:: Task brief ::
Within the material below, transcribe exactly the lines from the one holding "the presentation host." through the one holding "too, but the", keeping both ends and skipping the rest.
Given entries Start Marker
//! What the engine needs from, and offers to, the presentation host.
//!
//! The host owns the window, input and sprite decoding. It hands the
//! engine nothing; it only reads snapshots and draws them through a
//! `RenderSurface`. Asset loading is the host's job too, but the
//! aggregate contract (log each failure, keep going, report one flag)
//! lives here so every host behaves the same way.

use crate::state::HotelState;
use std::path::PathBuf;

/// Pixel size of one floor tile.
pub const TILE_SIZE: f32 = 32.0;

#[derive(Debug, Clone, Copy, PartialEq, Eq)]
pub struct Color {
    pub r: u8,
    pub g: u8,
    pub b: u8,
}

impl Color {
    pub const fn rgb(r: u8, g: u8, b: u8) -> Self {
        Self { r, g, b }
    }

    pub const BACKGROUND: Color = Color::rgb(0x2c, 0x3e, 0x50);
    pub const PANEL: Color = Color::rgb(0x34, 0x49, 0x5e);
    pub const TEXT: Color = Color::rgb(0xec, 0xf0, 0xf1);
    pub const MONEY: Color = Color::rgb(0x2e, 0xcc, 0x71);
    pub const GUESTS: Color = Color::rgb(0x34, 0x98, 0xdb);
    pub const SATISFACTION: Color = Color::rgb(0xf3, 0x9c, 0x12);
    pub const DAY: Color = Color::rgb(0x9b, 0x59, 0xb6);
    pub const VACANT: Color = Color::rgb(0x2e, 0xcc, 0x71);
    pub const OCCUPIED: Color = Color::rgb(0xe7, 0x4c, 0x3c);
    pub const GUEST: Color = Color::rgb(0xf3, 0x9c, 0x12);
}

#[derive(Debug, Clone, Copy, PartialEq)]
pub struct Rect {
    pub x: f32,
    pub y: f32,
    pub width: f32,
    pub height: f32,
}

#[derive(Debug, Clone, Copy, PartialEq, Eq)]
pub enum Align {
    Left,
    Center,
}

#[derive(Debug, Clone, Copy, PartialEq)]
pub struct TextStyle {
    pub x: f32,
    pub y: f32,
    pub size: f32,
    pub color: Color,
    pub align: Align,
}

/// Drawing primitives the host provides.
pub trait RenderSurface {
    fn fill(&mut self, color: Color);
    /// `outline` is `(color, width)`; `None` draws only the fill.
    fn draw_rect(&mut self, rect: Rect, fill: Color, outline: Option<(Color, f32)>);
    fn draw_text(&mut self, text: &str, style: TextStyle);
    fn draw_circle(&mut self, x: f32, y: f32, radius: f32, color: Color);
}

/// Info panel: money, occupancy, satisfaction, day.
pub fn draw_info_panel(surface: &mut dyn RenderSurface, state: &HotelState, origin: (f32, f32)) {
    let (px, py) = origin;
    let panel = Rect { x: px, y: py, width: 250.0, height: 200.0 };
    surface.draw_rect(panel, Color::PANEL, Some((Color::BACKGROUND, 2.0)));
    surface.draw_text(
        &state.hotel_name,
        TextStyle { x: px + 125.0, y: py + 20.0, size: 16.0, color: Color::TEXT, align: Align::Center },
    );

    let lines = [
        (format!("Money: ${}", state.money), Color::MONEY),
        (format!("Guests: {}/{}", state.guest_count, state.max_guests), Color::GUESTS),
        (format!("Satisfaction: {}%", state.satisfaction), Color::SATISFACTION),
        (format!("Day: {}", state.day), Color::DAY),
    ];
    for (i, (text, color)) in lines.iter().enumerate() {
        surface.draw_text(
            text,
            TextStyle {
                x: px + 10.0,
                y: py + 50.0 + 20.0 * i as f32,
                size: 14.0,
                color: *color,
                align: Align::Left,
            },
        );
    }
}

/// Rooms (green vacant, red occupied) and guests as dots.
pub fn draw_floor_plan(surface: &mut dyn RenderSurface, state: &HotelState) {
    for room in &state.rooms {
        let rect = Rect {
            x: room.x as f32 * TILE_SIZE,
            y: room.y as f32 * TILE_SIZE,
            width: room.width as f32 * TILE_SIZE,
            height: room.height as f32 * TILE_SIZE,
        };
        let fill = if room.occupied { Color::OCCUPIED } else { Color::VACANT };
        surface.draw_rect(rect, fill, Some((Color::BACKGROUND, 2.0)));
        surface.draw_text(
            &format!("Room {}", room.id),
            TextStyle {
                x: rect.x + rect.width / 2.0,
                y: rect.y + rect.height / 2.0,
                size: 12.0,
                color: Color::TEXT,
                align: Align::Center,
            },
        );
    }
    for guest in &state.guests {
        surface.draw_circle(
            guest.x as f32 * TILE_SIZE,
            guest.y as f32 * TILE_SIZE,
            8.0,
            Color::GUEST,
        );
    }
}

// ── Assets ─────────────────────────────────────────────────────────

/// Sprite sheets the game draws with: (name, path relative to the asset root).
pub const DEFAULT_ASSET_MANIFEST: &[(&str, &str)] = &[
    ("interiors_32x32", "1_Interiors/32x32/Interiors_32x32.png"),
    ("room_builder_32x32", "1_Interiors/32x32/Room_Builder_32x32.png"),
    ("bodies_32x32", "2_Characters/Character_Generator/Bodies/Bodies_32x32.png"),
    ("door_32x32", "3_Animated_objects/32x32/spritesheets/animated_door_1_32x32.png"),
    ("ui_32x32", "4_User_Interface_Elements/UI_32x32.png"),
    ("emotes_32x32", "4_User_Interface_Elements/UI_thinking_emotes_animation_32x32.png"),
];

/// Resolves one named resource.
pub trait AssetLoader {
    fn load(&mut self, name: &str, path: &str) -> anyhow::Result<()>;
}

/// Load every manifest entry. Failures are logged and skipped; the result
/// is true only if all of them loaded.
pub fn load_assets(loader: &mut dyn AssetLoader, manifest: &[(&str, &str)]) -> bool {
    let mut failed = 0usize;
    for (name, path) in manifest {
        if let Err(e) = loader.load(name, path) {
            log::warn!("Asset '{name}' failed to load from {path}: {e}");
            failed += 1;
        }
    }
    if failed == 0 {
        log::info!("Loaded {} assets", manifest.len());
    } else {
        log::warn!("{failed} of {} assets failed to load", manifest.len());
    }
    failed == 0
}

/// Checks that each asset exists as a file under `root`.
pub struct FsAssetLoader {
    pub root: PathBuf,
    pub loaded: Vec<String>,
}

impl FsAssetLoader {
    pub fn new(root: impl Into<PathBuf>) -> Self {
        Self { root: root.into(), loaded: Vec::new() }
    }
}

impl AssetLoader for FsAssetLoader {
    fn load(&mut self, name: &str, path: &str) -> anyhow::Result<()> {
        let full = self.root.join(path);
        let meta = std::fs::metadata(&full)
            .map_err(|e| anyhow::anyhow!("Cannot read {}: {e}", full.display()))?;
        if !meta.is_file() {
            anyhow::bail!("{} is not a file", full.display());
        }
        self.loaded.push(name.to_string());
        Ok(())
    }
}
Given entries End Marker
Given entries Start Marker
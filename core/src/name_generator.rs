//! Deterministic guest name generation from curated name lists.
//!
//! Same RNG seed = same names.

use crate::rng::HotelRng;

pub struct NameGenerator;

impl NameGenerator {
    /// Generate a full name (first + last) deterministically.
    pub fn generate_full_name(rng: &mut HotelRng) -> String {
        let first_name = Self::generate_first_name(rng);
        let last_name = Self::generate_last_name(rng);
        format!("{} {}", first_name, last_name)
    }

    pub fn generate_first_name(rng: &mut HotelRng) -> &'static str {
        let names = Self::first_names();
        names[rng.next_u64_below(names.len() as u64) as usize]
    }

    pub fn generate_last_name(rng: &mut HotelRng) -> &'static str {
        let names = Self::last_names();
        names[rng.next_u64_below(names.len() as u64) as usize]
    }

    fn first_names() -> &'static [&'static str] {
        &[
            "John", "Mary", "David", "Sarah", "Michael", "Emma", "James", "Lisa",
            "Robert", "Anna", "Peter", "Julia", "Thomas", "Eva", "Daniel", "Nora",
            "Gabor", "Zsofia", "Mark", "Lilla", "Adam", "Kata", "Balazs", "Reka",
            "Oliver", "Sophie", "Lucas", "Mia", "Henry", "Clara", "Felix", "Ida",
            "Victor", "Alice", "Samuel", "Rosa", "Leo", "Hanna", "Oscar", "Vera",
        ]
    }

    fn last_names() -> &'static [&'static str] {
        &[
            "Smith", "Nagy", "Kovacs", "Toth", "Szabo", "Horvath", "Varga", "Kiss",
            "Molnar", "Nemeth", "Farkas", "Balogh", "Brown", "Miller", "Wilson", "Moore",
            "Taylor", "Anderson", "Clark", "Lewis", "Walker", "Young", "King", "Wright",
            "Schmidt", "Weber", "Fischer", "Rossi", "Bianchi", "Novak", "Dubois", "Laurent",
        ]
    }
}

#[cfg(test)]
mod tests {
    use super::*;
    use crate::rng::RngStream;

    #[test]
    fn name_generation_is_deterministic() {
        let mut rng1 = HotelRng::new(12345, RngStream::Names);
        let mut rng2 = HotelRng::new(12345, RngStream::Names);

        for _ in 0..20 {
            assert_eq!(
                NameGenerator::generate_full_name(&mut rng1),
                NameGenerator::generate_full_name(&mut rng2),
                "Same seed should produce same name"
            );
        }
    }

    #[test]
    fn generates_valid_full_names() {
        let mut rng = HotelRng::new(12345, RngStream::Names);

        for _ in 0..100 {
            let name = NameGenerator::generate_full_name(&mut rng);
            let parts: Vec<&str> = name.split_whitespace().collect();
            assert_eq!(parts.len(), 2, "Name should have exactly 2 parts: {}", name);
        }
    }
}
Given entries End Marker
:: Finished exercise ::
//! What the engine needs from, and offers to, the presentation host.
//!
//! The host owns the window, input and sprite decoding. It hands the
//! engine nothing; it only reads snapshots and draws them through a
//! `RenderSurface`. Asset loading is the host's job too, but the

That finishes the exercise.